Liczby osób strajkujących są zbliżone do danych z wczoraj. Przedszkole nr 25 odstąpiło od strajku.

W drugim dniu strajku wiceprezydent Karol Semik poinformował, że liczby osób strajkujących są bardzo zbliżone do danych podanych wczoraj. - Szkoły podstawowe to 89 proc. strajkujących nauczycieli. W przedszkolach wzrosła liczba osób strajkujących z administracji i obsługi do 15 proc. (było 0,7 proc.). Tak samo w szkołach podstawowych - obsługa i administracja wzrost z 13 do 24 proc. Licea i zespoły szkół - nieznaczny spadek liczby protestujących nauczycieli - jest to obecnie 81 proc. Zmniejszyła się też liczba strajkujących osób z obsługi z 21 na 15 proc. Szkolnictwo zawodowe wczoraj 81 proc., dziś 85 proc. Jedno z przedszkoli odstąpiło od strajku, to przedszkole nr 25. - W związku z brakiem informacji i nadziei na kolejne dni, że strajk się zakończy w przestrzeni tego dialogu rządowo-związkowego, postanowiliśmy rozszerzyć możliwość spędzania wolnego czasu przez dzieci i młodzież o dwa obszary - kulturę i sport - mówił K. Semik, który jest szefem zespołu monitorującego strajk.

Placówki oświatowe, domy kultury, Miejska Biblioteka Publiczna oraz Miejski Ośrodek Sportu i Rekreacji przygotowały specjalną ofertę dla młodych. Wykaz tych placówek, jak i wszystkie pozostałe informacje można znaleźć na stronie internetowej miasta Radomia.

K. Semik, nawiązując do egzaminów gimnazjalnych, powiedział, że dyrektorzy szkół monitorują sytuację i przekazują swoje raporty do Okręgowej Komisji Egzaminacyjnej i do Kuratorium Oświaty w Warszawie. - Zespoły nadzorujące będą pracowały w większych przestrzeniach, co pozwala proporcjonalnie kierować mniejszą liczbę nauczycieli.
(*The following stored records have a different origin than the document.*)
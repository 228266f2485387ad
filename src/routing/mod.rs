//! Request routing: the pattern trie and the composite mux.

pub mod mux;
pub mod path;
pub mod trie;

pub use mux::{ProxyRequest, RouteError, RouteHandler, ServeMux};
pub use trie::{Trie, TrieError};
Podjąłem decyzję, że pracownicy wydziału edukacji, którzy są nauczycielami i mają skierowanie, jako obserwatorzy, na egzamin gimnazjalny, dyrektorzy, jako przewodniczący szkolnych zespołów egzaminacyjnych, zmienią im status z obserwatora na członka zespołu nadzorującego - zapewniał wiceprezydent.
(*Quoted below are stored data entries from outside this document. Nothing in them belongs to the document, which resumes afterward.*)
//! HTTP server setup and configuration.
//!
//! # Responsibilities
//! - Build the frontend from configuration
//! - Create the Axum router and wire up middleware
//! - Dispatch every request into the pattern mux
//! - Serve with graceful shutdown
//!
//! # Design Decisions
//! - One catch-all route: the pattern mux, not Axum, decides routing
//! - The TLS flag rides in the state; the listener surface is otherwise
//!   invisible to request handling

use std::io;
use std::net::SocketAddr;
use std::sync::Arc;
use std::time::Duration;

use axum::{
    body::Body,
    extract::{ConnectInfo, State},
    http::{Request, Response},
    routing::any,
    Router,
};
use thiserror::Error;
use tokio::net::TcpListener;
use tower_http::{timeout::TimeoutLayer, trace::TraceLayer};

use crate::config::ProxyConfig;
use crate::http::request::RequestIdLayer;
use crate::lifecycle::Shutdown;
use crate::net::allowlist::{DebugNetworks, NetworkParseError};
use crate::proxy::endpoint::Endpoint;
use crate::proxy::frontend::Frontend;
use crate::routing::mux::{ProxyRequest, RouteError};

/// Errors building the server out of a config.
#[derive(Debug, Error)]
pub enum ServerError {
    #[error(transparent)]
    Route(#[from] RouteError),
    #[error(transparent)]
    Network(#[from] NetworkParseError),
}

/// Application state injected into the proxy handler.
#[derive(Clone)]
struct AppState {
    frontend: Arc<Frontend>,
    tls: bool,
}

/// The client-facing HTTP server.
pub struct HttpServer {
    router: Router,
    frontend: Arc<Frontend>,
}

impl HttpServer {
    /// Builds the frontend and router from configuration.
    pub fn new(config: &ProxyConfig) -> Result<Self, ServerError> {
        let networks = if config.debug.networks.is_empty() {
            DebugNetworks::local()
        } else {
            DebugNetworks::parse(&config.debug.networks)?
        };

        let mut frontend = Frontend::new(networks);
        for endpoint_config in &config.endpoints {
            let endpoint = Endpoint::new(&endpoint_config.name, &endpoint_config.root)
                .allow_headers(&endpoint_config.allow_headers)
                .strip_headers(&endpoint_config.strip_headers)
                .body_size_limit(endpoint_config.body_size_limit);
            frontend.handle_endpoint(endpoint)?;
        }
        if config.debug.enabled {
            frontend.handle_debug()?;
        }

        Ok(Self::with_frontend(frontend, config))
    }

    /// Wraps an already-registered frontend. Used by tests that register
    /// handlers directly.
    pub fn with_frontend(frontend: Frontend, config: &ProxyConfig) -> Self {
        let frontend = Arc::new(frontend);
        let state = AppState {
            frontend: Arc::clone(&frontend),
            tls: config.listener.tls.is_some(),
        };
        let router = Self::build_router(config, state);
        Self { router, frontend }
    }

    /// The shared frontend, for wiring up the control listener.
    pub fn frontend(&self) -> Arc<Frontend> {
        Arc::clone(&self.frontend)
    }

    fn build_router(config: &ProxyConfig, state: AppState) -> Router {
        Router::new()
            .route("/{*path}", any(proxy_handler))
            .route("/", any(proxy_handler))
            .with_state(state)
            .layer(TimeoutLayer::new(Duration::from_secs(
                config.listener.request_timeout_secs,
            )))
            .layer(RequestIdLayer)
            .layer(TraceLayer::new_for_http())
    }

    /// Runs the server on the given listener until shutdown fires, then
    /// drains in-flight requests.
    pub async fn run(self, listener: TcpListener, shutdown: &Shutdown) -> io::Result<()> {
        let addr = listener.local_addr()?;
        tracing::info!(address = %addr, "HTTP server starting");

        let app = self
            .router
            .into_make_service_with_connect_info::<SocketAddr>();

        let mut stop = shutdown.subscribe();
        axum::serve(listener, app)
            .with_graceful_shutdown(async move {
                let _ = stop.recv().await;
            })
            .await?;

        tracing::info!("HTTP server stopped");
        Ok(())
    }
}

/// Hands the request, with its connection facts, to the pattern mux.
async fn proxy_handler(
    State(state): State<AppState>,
    ConnectInfo(peer): ConnectInfo<SocketAddr>,
    request: Request<Body>,
) -> Response<Body> {
    state
        .frontend
        .serve(ProxyRequest {
            request,
            peer,
            tls: state.tls,
        })
        .await
}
Najtrudniejszy egzamin do przeprowadzenia w sensie proceduralnym to egzamin z języka obcego nowożytnego. Część egzaminu zawiera odtwarzanie tekstu w danym języku i musi być zapewniona dobra akustyka. To ta część egzaminu stoi pod znakiem zapytania. - Problemem może być skompletowanie przez dyrektora szkoły zespołów nadzorujących i w tym zakresie decyzje należą do Centralnej Komisji Egzaminacyjnej. Jej dyrektor Marcin Smolik powiedział, że osoby, które nie przystąpiły do egzaminu w kwietniu z przyczyn losowych, a strajk jest przyczyną losową, przystępują do egzaminu w czerwcu. Ten termin musi być jednak przesunięty na końcówkę maja ze względu na czas potrzebny do sprawdzenia ewentualnie tak dużej liczby kart egzaminacyjnych - mówił K. Semik.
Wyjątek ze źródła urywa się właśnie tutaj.